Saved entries
·····

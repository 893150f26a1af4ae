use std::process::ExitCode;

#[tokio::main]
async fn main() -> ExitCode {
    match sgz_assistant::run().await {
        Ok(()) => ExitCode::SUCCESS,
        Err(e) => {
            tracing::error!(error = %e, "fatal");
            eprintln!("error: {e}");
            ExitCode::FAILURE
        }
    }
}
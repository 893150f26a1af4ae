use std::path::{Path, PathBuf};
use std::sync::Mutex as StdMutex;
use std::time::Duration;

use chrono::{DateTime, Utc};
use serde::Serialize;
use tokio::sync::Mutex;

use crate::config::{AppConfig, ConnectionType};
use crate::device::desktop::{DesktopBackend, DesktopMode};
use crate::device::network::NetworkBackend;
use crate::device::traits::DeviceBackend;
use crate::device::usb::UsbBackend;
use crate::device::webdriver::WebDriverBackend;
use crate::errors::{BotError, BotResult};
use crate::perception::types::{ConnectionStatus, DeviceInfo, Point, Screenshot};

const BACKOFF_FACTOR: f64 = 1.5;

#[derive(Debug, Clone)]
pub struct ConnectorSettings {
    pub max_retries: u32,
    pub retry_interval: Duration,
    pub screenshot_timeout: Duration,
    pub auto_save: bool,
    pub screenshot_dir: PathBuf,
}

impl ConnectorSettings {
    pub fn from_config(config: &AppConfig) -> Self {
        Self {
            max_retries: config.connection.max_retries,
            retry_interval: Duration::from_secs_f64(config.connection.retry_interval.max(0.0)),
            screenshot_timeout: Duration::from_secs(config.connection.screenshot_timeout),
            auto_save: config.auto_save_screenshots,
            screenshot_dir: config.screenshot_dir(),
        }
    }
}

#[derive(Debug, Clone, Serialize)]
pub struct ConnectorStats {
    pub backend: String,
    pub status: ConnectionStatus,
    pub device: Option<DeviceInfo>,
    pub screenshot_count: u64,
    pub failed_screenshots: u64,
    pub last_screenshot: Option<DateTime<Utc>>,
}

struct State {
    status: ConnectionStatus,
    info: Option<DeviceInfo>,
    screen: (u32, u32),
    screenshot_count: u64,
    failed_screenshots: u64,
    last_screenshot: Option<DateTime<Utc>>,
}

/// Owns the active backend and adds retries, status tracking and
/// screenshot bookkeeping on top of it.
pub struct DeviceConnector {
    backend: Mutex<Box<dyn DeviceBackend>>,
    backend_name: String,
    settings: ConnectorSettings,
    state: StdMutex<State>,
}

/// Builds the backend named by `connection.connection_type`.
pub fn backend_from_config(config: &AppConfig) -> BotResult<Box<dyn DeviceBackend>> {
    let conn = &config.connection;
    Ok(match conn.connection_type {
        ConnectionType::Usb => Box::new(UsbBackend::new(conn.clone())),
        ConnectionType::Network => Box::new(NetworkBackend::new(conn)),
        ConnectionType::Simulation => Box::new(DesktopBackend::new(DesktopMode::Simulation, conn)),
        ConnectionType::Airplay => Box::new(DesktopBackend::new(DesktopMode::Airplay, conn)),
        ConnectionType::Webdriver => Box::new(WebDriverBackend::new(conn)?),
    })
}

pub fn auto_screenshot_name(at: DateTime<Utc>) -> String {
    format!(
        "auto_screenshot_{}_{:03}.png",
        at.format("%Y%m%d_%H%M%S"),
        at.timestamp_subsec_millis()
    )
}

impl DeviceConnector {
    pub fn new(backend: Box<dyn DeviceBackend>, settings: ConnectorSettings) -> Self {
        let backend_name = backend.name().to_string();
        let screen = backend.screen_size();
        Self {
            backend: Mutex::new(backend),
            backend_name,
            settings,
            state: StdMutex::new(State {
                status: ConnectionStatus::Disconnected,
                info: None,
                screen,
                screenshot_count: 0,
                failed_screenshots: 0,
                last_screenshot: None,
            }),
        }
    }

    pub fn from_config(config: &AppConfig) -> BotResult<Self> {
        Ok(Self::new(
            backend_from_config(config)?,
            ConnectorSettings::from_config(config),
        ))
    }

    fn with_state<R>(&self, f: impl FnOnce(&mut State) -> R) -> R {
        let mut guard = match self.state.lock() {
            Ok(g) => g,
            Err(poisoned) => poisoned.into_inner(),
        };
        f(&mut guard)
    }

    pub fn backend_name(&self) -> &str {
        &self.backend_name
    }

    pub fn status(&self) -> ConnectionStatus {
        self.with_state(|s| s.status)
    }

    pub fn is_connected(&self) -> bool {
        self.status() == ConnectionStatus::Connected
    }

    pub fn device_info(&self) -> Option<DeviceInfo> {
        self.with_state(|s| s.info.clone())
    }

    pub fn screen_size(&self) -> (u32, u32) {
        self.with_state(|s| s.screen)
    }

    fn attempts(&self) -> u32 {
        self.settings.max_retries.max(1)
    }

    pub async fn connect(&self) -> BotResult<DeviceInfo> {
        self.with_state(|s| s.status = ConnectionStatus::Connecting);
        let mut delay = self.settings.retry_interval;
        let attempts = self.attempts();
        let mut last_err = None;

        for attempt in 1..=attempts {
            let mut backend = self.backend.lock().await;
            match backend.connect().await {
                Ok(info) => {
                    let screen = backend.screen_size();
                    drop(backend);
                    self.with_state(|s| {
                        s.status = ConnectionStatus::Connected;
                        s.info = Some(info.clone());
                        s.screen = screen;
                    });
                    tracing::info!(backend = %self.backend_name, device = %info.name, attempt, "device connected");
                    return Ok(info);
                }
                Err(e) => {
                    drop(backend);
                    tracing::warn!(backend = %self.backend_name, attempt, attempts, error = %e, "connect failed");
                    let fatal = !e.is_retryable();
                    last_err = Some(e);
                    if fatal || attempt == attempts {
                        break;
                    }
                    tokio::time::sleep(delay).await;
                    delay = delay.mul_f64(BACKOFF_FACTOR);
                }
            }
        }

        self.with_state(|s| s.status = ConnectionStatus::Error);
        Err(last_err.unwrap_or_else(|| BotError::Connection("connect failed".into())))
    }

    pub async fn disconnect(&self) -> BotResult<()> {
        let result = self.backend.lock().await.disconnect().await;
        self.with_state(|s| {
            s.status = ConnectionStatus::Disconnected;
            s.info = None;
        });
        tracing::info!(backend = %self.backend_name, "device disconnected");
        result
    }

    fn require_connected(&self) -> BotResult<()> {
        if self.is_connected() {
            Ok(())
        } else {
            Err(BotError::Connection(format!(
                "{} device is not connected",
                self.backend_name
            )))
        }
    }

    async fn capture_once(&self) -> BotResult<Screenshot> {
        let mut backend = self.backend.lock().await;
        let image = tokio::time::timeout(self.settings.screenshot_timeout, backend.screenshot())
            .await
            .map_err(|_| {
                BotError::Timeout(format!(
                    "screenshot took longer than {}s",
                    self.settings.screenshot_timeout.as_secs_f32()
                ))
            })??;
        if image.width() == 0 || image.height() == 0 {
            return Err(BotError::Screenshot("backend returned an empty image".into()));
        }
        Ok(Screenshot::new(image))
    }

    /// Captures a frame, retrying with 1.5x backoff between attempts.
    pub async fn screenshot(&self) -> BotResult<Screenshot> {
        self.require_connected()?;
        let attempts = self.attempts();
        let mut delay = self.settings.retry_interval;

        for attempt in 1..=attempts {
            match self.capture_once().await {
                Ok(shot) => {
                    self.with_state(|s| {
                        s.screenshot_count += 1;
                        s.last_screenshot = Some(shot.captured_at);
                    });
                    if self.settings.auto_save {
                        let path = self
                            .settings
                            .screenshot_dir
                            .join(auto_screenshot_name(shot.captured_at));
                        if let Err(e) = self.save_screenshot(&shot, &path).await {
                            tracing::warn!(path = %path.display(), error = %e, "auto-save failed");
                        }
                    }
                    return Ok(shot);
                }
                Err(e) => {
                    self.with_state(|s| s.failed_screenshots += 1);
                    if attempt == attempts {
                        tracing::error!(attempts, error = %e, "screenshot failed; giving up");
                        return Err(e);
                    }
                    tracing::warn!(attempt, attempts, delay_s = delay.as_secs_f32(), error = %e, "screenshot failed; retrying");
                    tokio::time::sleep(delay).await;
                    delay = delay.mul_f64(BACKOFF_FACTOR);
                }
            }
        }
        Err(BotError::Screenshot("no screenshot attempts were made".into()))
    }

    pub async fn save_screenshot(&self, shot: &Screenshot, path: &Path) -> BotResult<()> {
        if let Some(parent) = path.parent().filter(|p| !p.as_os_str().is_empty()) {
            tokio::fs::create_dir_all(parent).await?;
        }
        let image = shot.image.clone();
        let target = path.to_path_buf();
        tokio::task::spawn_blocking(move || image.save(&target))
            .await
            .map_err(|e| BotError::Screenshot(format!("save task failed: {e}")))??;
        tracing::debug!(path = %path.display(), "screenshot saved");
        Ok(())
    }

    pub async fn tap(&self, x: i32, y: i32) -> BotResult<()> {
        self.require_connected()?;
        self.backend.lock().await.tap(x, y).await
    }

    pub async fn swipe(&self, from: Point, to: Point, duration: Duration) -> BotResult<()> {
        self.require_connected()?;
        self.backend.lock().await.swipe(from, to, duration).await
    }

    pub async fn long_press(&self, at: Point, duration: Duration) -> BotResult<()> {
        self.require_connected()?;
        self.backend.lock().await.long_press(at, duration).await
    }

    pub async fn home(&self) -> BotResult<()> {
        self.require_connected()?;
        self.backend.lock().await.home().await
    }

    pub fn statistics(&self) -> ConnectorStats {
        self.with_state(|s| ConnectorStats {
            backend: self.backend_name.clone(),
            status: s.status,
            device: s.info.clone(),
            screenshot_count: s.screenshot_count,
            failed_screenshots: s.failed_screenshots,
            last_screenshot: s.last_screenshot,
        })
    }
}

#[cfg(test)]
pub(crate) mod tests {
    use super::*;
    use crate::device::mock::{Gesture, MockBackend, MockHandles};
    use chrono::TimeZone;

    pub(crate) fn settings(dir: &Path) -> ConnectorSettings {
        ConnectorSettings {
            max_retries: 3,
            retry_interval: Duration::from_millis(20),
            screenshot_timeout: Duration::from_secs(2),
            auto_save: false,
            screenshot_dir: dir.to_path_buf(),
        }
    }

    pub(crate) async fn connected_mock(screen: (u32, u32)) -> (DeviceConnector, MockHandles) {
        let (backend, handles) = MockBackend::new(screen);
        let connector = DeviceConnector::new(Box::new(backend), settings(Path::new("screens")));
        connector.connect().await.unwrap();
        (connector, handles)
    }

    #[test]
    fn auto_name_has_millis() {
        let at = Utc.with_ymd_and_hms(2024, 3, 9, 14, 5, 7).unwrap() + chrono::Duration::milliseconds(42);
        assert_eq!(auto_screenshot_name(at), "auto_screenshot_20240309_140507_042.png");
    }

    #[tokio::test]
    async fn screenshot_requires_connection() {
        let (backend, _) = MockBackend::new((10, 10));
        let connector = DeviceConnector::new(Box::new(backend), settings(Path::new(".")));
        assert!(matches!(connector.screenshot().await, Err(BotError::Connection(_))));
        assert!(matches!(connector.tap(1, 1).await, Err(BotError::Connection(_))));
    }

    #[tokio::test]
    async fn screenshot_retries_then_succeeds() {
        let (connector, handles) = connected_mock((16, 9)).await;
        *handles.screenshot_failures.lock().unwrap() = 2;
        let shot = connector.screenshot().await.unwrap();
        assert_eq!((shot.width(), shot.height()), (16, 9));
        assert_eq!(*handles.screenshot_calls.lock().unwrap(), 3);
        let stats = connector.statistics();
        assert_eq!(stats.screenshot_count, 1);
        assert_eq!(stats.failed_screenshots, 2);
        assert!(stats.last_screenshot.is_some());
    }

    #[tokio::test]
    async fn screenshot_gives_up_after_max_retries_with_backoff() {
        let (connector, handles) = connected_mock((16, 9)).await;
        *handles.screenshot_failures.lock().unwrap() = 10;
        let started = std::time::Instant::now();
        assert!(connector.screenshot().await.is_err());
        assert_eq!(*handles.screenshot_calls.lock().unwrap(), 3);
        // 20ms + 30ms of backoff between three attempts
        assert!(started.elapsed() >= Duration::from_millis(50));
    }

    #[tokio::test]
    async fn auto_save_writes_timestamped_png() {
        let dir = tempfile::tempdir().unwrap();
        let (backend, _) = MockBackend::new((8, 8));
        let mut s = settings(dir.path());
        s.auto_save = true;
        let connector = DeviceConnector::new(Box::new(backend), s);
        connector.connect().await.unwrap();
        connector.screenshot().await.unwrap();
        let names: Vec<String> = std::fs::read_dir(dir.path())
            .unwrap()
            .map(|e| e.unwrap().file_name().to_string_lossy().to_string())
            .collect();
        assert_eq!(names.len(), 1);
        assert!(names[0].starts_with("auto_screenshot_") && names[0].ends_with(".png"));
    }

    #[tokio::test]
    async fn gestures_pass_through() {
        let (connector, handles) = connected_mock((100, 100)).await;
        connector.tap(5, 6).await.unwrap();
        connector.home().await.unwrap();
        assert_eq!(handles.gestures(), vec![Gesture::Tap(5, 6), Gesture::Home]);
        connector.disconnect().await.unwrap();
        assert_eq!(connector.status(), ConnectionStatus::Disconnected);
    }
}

·····

The task: The word to find is "UsbBackend". Copy every line of the records that holds it.

Expected output:
use crate::device::usb::UsbBackend;
        ConnectionType::Usb => Box::new(UsbBackend::new(conn.clone())),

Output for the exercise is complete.